Berlin läßt grünen Flügelstreit erlahmen

Grüne Bundesdelegiertenkonferenz in Duisburg / Ausschlußantrag gegen SPD-Berater Otto Schily  ■  Aus Bonn Gerd Nowakowski

Wenn heute die über sechshundert Delegierten der Grünen zu ihrem Parteitag in Duisburg zusammentreten, wird das in der Partei derzeit am heftigsten diskutierte Thema nicht einmal auf der Tagesordnung vertreten sein: die mit dem Berliner Wahlergebnis unverhofft aufgelebte rot-grüne Option. Dennoch bezweifelt niemand, daß darüber debattiert wird und das Thema wohl bis in die Vorstandsbesetzung Spuren hinterlassen wird.

Verblassen werden darüber die formal notwendigen Rechenschaftsberichte des auf dem letzten Parteitag in Karlsruhe überraschend gestürzten Fundi-Vorstands: Was vor Monaten die Partei an den Rand der Spaltung brachte, interessiert heute - dank Berliner Koalitionsmöglichkeiten nicht mehr.
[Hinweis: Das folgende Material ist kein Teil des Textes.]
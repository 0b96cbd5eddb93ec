// Copyright (c) 2024-2025 DeepGraph Inc.
// SPDX-License-Identifier: Apache-2.0
//
//! Error types shared by every driver and handle

use thiserror::Error;

/// Error type for driver, registry and handle operations
///
/// Backend failures are carried verbatim in [`DbError::Backend`]; nothing is
/// retried or translated locally. Callers decide whether to retry using
/// [`DbError::is_retryable`].
#[derive(Error, Debug, Clone, PartialEq)]
pub enum DbError {
    /// No usable endpoint, handle already closed, or backend compiled out
    #[error("Not available: {0}")]
    NotAvailable(String),

    /// Operation on an unbound handle
    #[error("Not found: {0}")]
    NotFound(String),

    #[error("Driver not found: {0}")]
    DriverNotFound(String),

    #[error("Driver already registered: {0}")]
    DuplicateDriver(String),

    /// Anything the remote store reported
    #[error("Backend error: {message}")]
    Backend { message: String, retryable: bool },

    /// Record the backend cannot store or address as given
    #[error("Invalid record: {0}")]
    InvalidRecord(String),

    #[error("Serialization error: {0}")]
    Serialization(String),

    #[error("Configuration error: {0}")]
    Config(String),
}

impl DbError {
    /// Permanent backend failure
    pub fn backend(message: impl Into<String>) -> Self {
        DbError::Backend {
            message: message.into(),
            retryable: false,
        }
    }

    /// Transient backend failure (connectivity, timeouts, overload)
    pub fn transient(message: impl Into<String>) -> Self {
        DbError::Backend {
            message: message.into(),
            retryable: true,
        }
    }

    /// Whether repeating the same call may succeed
    pub fn is_retryable(&self) -> bool {
        matches!(
            self,
            DbError::Backend {
                retryable: true,
                ..
            }
        )
    }
}

impl From<serde_json::Error> for DbError {
    fn from(err: serde_json::Error) -> Self {
        DbError::Serialization(err.to_string())
    }
}

impl From<std::io::Error> for DbError {
    fn from(err: std::io::Error) -> Self {
        DbError::Config(err.to_string())
    }
}

#[cfg(feature = "elasticsearch")]
impl From<reqwest::Error> for DbError {
    fn from(err: reqwest::Error) -> Self {
        let retryable = err.is_timeout() || err.is_connect() || err.is_request();
        DbError::Backend {
            message: err.to_string(),
            retryable,
        }
    }
}

#[cfg(feature = "redis")]
impl From<redis::RedisError> for DbError {
    fn from(err: redis::RedisError) -> Self {
        let retryable = err.is_io_error()
            || err.is_timeout()
            || err.is_connection_refusal()
            || err.is_connection_dropped();
        DbError::Backend {
            message: err.to_string(),
            retryable,
        }
    }
}

/// Result type for driver and handle operations
pub type DbResult<T> = Result<T, DbError>;
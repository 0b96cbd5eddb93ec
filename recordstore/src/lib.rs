// Copyright (c) 2024-2025 DeepGraph Inc.
// SPDX-License-Identifier: Apache-2.0
//
//! RecordStore - pluggable storage backends for a record-oriented service
//!
//! A record service addresses heterogeneous datastores through one uniform
//! contract. Each backend chooses its own mapping of a generic [`Record`] onto
//! native storage and its own interpretation of a [`SearchQuery`].
//!
//! # Backends
//!
//! | Backend | Feature | Namespace | Table | Search |
//! |---------|---------|-----------|-------|--------|
//! | Elasticsearch | `elasticsearch` | index prefix | index suffix | `query_string` |
//! | Redis | `redis` | - | hashed logical database | creation-time index scan |
//! | Memory | always | in-process map | in-process map | table scan |
//!
//! # Usage
//!
//! ```ignore
//! use recordstore::{create_driver, DatabaseInfo, DriverKind, Node, Record, StoreConfig};
//!
//! let config = StoreConfig::from_file("recordstore.json")?.with_env_overrides();
//! let driver = create_driver(DriverKind::Elasticsearch, &config)?;
//!
//! let db = driver.new_db(&[Node::new("localhost", 9200)])?;
//! db.init(&DatabaseInfo::new("blog", "posts"))?;
//!
//! let mut post = Record::new("1").with_field("title", "hello");
//! db.create(&mut post)?;
//! assert!(post.created > 0);
//! ```

pub mod config;
pub mod driver;
pub mod error;
pub mod model;

pub use config::{ElasticsearchConfig, RedisConfig, StoreConfig};
pub use driver::{create_driver, Database, Driver, DriverKind, DriverRegistry};
pub use error::{DbError, DbResult};
pub use model::{DatabaseInfo, Node, Record, SearchQuery, DEFAULT_SEARCH_LIMIT};

/// RecordStore version
pub const VERSION: &str = env!("CARGO_PKG_VERSION");
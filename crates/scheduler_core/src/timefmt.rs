//! Text formats shared by the task file and the command line.
//!
//! Task times are wall-clock local times without an offset, matching what a
//! calendar shows: `yyyy-MM-dd` for dates and `yyyy-MM-ddTHH:MM:SS` for start
//! and reminder timestamps.

use crate::error::AppError;
use time::format_description::BorrowedFormatItem;
use time::macros::format_description;
use time::{Date, Duration, OffsetDateTime, PrimitiveDateTime, Time, UtcOffset};

const DATE_FORMAT: &[BorrowedFormatItem<'static>] = format_description!("[year]-[month]-[day]");
const DATETIME_FORMAT: &[BorrowedFormatItem<'static>] =
    format_description!("[year]-[month]-[day]T[hour]:[minute]:[second]");
const TIME_FORMAT: &[BorrowedFormatItem<'static>] = format_description!("[hour]:[minute]");
const TIME_WITH_SECONDS_FORMAT: &[BorrowedFormatItem<'static>] =
    format_description!("[hour]:[minute]:[second]");

pub fn format_date(date: Date) -> String {
    date.format(DATE_FORMAT)
        .unwrap_or_else(|_| date.to_string())
}

pub fn format_datetime(datetime: PrimitiveDateTime) -> String {
    datetime
        .format(DATETIME_FORMAT)
        .unwrap_or_else(|_| datetime.to_string())
}

pub fn format_time(time: Time) -> String {
    time.format(TIME_FORMAT).unwrap_or_else(|_| time.to_string())
}

/// Formats a lead time as `H:MM`.
pub fn format_lead(lead: Duration) -> String {
    let minutes = lead.whole_minutes();
    format!("{}:{:02}", minutes / 60, minutes % 60)
}

pub fn parse_date(raw: &str) -> Result<Date, AppError> {
    Date::parse(raw.trim(), DATE_FORMAT)
        .map_err(|_| AppError::invalid_input(format!("date must be yyyy-MM-dd, got '{raw}'")))
}

pub fn parse_datetime(raw: &str) -> Result<PrimitiveDateTime, AppError> {
    PrimitiveDateTime::parse(raw.trim(), DATETIME_FORMAT).map_err(|_| {
        AppError::invalid_input(format!("datetime must be yyyy-MM-ddTHH:MM:SS, got '{raw}'"))
    })
}

/// Accepts `HH:MM` or `HH:MM:SS`.
pub fn parse_time(raw: &str) -> Result<Time, AppError> {
    let trimmed = raw.trim();
    Time::parse(trimmed, TIME_WITH_SECONDS_FORMAT)
        .or_else(|_| Time::parse(trimmed, TIME_FORMAT))
        .map_err(|_| AppError::invalid_input(format!("time must be HH:MM, got '{raw}'")))
}

/// Accepts `H:MM` (hours and minutes) or a bare number of minutes.
pub fn parse_lead(raw: &str) -> Result<Duration, AppError> {
    let trimmed = raw.trim();
    let invalid = || AppError::invalid_input(format!("lead time must be H:MM, got '{raw}'"));

    let (hours, minutes) = match trimmed.split_once(':') {
        Some((hours, minutes)) => {
            let hours: u32 = hours.trim().parse().map_err(|_| invalid())?;
            let minutes: u32 = minutes.trim().parse().map_err(|_| invalid())?;
            if minutes >= 60 {
                return Err(invalid());
            }
            (hours, minutes)
        }
        None => (0, trimmed.parse().map_err(|_| invalid())?),
    };

    let seconds = i64::from(hours)
        .checked_mul(60)
        .and_then(|total| total.checked_add(i64::from(minutes)))
        .and_then(|total| total.checked_mul(60))
        .ok_or_else(invalid)?;
    Ok(Duration::seconds(seconds))
}

/// Current wall-clock time in the local offset, falling back to UTC when the
/// offset cannot be determined.
pub fn now_local() -> PrimitiveDateTime {
    let offset = UtcOffset::current_local_offset().unwrap_or(UtcOffset::UTC);
    let now = OffsetDateTime::now_utc().to_offset(offset);
    PrimitiveDateTime::new(now.date(), now.time())
}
Flügelkämpfe alten Stils sind out, es „gibt das Bedürfnis, eine Regierung der nationalen Einheit zu wählen“, heißt es spöttisch im Partei apparat.

Als die „erziehende Wirkung der Realität“ hat Schily in seiner ätzend eloquenten Art vor wenigen Tagen diesen Prozeß bezeichnet, der seiner Gruppierung das Alleinvertretungsrecht auf Realpolitik genommen hat. Der Übervater der Realos muß wegen seiner Ratschläge für die SPD, bei den Essentials hart zu bleiben, einen Antrag auf Ausschluß hinnehmen.

Eine Reminisenz an die alte Vorstandsära ist lediglich der vorgelegte Finanzbericht, der das Haus Wittgenstein als enorme finanzielle Belastung für das Parteivermögen einstuft. Weil das Tagungshaus, dessen verschlungene Finanzierung zum Sturz des Vorstands beitrug, auch künftig ein Zuschußgeschäft bleiben wird, erwägt der kommissarische Schatzmeister gar den Verkauf des teuren Stücks.

Wohl unangefochten wird Ralf Fücks, Kandidat der Gruppe „Aufbruch“, in das dreiköpfige Sprechergremium gewählt werden; Gegenkandidat Jürgen Reents vom undogmatischen „Linken Forum“ werden wenig Chancen auf den einzigen für einen Mann vorgesehenen Sprecherplatz gegeben. Gerechnet wird mit der Wahl der von der realpolitisch orientierten Strömung nominierten niedersächsischen Landtagsabgeordneten Ruth Hammerbacher. Kurzfristig ins Sprecher-Rennen gegangen ist die Bundestagsabgeordnete Verena Krieger, die sich als zwischen den Stühlen der linken Fraktionen sitzend definiert und voraussichtlich gegen die einzige Fundi-Kandidatin und Ditfurth-Getreue Manon Tuckfeld antritt.

Neue Zeiten signalisieren auch die Anträge, Vorstandsmitglieder künftig zu bezahlen. Derzeit könnten sich die Arbeit nur berufs- und „wurzellose“ Menschen, „sozial Abkömmliche“ leisten, was eine „negative Auslese“ der KandidatInnen begünstige.